Journalists Attack the Powerless, Then Self-Victimize to Bar Criticisms of Themselves – Glenn Greenwald

Posted by M. C. on March 29, 2021

The same Gannett/USA Today where people in Philadelphia, York and other places that couldn’t find Erie on a map, dictate what gets printed in “Your” Erie paper.

https://greenwald.substack.com/p/journalists-attack-the-powerless

Glenn Greenwald

The daily newspaper USA Today is the second-most circulated print newspaper in the United States — more than The New York Times and more than double The Washington Post. Only The Wall Street Journal has higher circulation numbers.

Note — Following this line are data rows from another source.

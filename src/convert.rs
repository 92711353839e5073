use std::path::{Path, PathBuf};

use anyhow::{Context, Result, anyhow, ensure};
use log::{debug, info};

use crate::{
    cli::{ConvertArgs, OutputFormat},
    data::{InputDataset, OutputDataset},
    io_utils::{self, InputFormat},
    naming, projector, table, workbook,
};

pub const CSV_MIME_TYPE: &str = "text/csv";

/// What a conversion produced and where it went.
#[derive(Debug, Clone, PartialEq, Eq)]
pub struct Conversion {
    pub output: PathBuf,
    pub file_name: String,
    pub mime_type: &'static str,
    pub rows: usize,
}

pub fn execute(args: &ConvertArgs) -> Result<()> {
    run(args).map(|_| ())
}

pub fn run(args: &ConvertArgs) -> Result<Conversion> {
    let input_name = file_name(&args.input)?;
    let output = resolve_output_path(args, input_name);
    ensure!(
        output != args.input,
        "Output path {:?} would overwrite the input file",
        output
    );
    info!(
        "Converting '{}' -> {:?} ({:?})",
        args.input.display(),
        output,
        args.format
    );

    let input = load_input(args)?;
    let report = projector::match_report(input.headers());
    info!(
        "Matched {} of {} sourced column(s) against {} input header(s)",
        report.matched.len(),
        report.matched.len() + report.unmatched.len(),
        input.headers().len()
    );
    if !report.unmatched.is_empty() {
        debug!("Left blank (no matching input column): {:?}", report.unmatched);
    }

    let dataset = projector::project(&input);
    write_output(args, &output, &dataset)?;

    let file_name = output
        .file_name()
        .map(|name| name.to_string_lossy().into_owned())
        .unwrap_or_default();
    let mime_type = match args.format {
        OutputFormat::Xlsx => naming::XLSX_MIME_TYPE,
        OutputFormat::Csv => CSV_MIME_TYPE,
    };
    info!(
        "Wrote {} row(s) x {} column(s) to {:?} ({mime_type})",
        dataset.len(),
        dataset.headers().len(),
        output
    );

    if let Some(limit) = args.preview {
        table::print_preview(&dataset, limit);
    }

    Ok(Conversion {
        output,
        file_name,
        mime_type,
        rows: dataset.len(),
    })
}

fn file_name(path: &Path) -> Result<&str> {
    path.file_name()
        .and_then(|name| name.to_str())
        .ok_or_else(|| anyhow!("Input path {path:?} has no UTF-8 file name"))
}

/// `--output` wins; otherwise the derived name lands in `--output-dir` or
/// next to the input. Delimited inputs lose their own extension first.
pub fn resolve_output_path(args: &ConvertArgs, input_name: &str) -> PathBuf {
    if let Some(output) = &args.output {
        return output.clone();
    }
    let base = match InputFormat::detect(&args.input) {
        InputFormat::Workbook => input_name,
        InputFormat::Delimited => Path::new(input_name)
            .file_stem()
            .and_then(|stem| stem.to_str())
            .unwrap_or(input_name),
    };
    let mut derived = PathBuf::from(naming::derive_output_name(base));
    if args.format == OutputFormat::Csv {
        derived.set_extension("csv");
    }
    let directory = args
        .output_dir
        .clone()
        .or_else(|| args.input.parent().map(Path::to_path_buf))
        .unwrap_or_default();
    directory.join(derived)
}

fn load_input(args: &ConvertArgs) -> Result<InputDataset> {
    let dataset = match InputFormat::detect(&args.input) {
        InputFormat::Workbook => workbook::read_workbook_dataset(&args.input)
            .with_context(|| format!("Reading workbook {:?}", args.input))?,
        InputFormat::Delimited => {
            let delimiter = io_utils::resolve_input_delimiter(&args.input, args.delimiter);
            let encoding = io_utils::resolve_encoding(args.input_encoding.as_deref())?;
            debug!(
                "Reading delimited input with '{}' ({})",
                crate::printable_delimiter(delimiter),
                encoding.name()
            );
            io_utils::read_delimited_dataset(&args.input, delimiter, encoding)
                .with_context(|| format!("Reading delimited input {:?}", args.input))?
        }
    };
    debug!(
        "Loaded {} row(s) with headers {:?}",
        dataset.len(),
        dataset.headers()
    );
    Ok(dataset)
}

fn write_output(args: &ConvertArgs, output: &Path, dataset: &OutputDataset) -> Result<()> {
    match args.format {
        OutputFormat::Xlsx => workbook::write_workbook(output, dataset)
            .with_context(|| format!("Writing workbook {output:?}")),
        OutputFormat::Csv => io_utils::write_delimited_dataset(
            output,
            dataset,
            args.delimiter.unwrap_or(io_utils::DEFAULT_CSV_DELIMITER),
        )
        .with_context(|| format!("Writing CSV {output:?}")),
    }
}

On Sunday, the paper published and heavily promoted a repellent article complaining that “defendants accused in the Capitol riot Jan. 6 crowdfund their legal fees online, using popular payment processors and an expanding network of fundraising platforms, despite a crackdown by tech companies.” It provided a road map for snitching on how these private citizens — who are charged with serious felonies by the U.S. Justice Department but as of yet convicted of nothing — are engaged in “a game of cat-and-mouse as they spring from one fundraising tool to another” in order to avoid bans on their ability to raise desperately needed funds to pay their criminal lawyers to mount a vigorous defense.

In other words, the only purpose of the article — headlined: “Insurrection fundraiser: Capitol riot extremists, Trump supporters raise money for lawyer bills online” — was to pressure and shame tech companies to do more to block these criminal defendants from being able to raise funds for their legal fees, and to tattle to tech companies by showing them what techniques these indigent defendants are using to raise money online.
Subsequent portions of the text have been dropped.